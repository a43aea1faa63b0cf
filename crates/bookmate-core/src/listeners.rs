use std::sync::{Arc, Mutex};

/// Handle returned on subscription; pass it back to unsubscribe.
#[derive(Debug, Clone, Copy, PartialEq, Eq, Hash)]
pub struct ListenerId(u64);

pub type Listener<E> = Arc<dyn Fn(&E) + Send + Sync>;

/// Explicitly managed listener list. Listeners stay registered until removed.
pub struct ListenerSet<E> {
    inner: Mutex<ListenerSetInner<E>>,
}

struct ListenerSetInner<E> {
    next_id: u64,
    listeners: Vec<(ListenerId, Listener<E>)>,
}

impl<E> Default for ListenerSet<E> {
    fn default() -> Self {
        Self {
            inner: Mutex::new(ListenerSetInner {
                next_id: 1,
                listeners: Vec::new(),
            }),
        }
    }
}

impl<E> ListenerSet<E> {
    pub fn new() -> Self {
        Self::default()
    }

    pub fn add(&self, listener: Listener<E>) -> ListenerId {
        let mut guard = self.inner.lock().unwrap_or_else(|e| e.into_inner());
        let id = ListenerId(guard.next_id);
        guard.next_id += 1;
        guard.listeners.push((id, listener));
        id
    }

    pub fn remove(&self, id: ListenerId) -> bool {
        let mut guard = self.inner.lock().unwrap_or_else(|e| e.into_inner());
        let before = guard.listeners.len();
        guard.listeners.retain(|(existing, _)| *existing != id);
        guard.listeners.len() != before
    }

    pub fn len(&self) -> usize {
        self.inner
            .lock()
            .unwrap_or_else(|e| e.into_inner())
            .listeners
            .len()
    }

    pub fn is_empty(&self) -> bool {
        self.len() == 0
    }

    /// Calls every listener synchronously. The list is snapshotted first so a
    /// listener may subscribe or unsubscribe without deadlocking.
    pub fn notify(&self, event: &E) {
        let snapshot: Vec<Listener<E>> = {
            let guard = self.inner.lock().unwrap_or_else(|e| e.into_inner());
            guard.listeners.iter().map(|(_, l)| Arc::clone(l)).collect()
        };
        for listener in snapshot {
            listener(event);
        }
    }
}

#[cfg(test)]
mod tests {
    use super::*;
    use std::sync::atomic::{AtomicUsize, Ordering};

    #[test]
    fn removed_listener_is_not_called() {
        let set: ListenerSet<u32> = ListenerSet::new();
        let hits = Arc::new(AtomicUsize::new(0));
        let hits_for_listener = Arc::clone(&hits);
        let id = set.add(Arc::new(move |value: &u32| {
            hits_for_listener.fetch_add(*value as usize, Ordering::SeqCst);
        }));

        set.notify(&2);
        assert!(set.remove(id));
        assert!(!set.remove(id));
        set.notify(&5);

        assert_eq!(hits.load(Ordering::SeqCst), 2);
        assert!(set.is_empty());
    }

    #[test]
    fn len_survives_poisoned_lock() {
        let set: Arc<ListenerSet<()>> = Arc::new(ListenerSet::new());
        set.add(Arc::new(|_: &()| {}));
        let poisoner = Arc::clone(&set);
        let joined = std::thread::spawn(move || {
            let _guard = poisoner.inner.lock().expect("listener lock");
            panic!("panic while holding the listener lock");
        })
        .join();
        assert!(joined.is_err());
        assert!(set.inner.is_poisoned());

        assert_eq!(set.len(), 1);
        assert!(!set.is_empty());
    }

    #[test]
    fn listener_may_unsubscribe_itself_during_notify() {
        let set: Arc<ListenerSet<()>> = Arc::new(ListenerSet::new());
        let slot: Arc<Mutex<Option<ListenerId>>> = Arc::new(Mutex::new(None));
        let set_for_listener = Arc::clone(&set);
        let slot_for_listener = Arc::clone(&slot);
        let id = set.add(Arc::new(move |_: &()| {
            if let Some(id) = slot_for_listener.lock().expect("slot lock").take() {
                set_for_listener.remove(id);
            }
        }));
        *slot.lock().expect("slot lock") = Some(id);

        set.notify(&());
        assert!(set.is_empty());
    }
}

- [Exercise]: Review the preceding data and report every line that includes the string "ListenerSetInner".

- [Result for this exercise]:
    inner: Mutex<ListenerSetInner<E>>,
struct ListenerSetInner<E> {
            inner: Mutex::new(ListenerSetInner {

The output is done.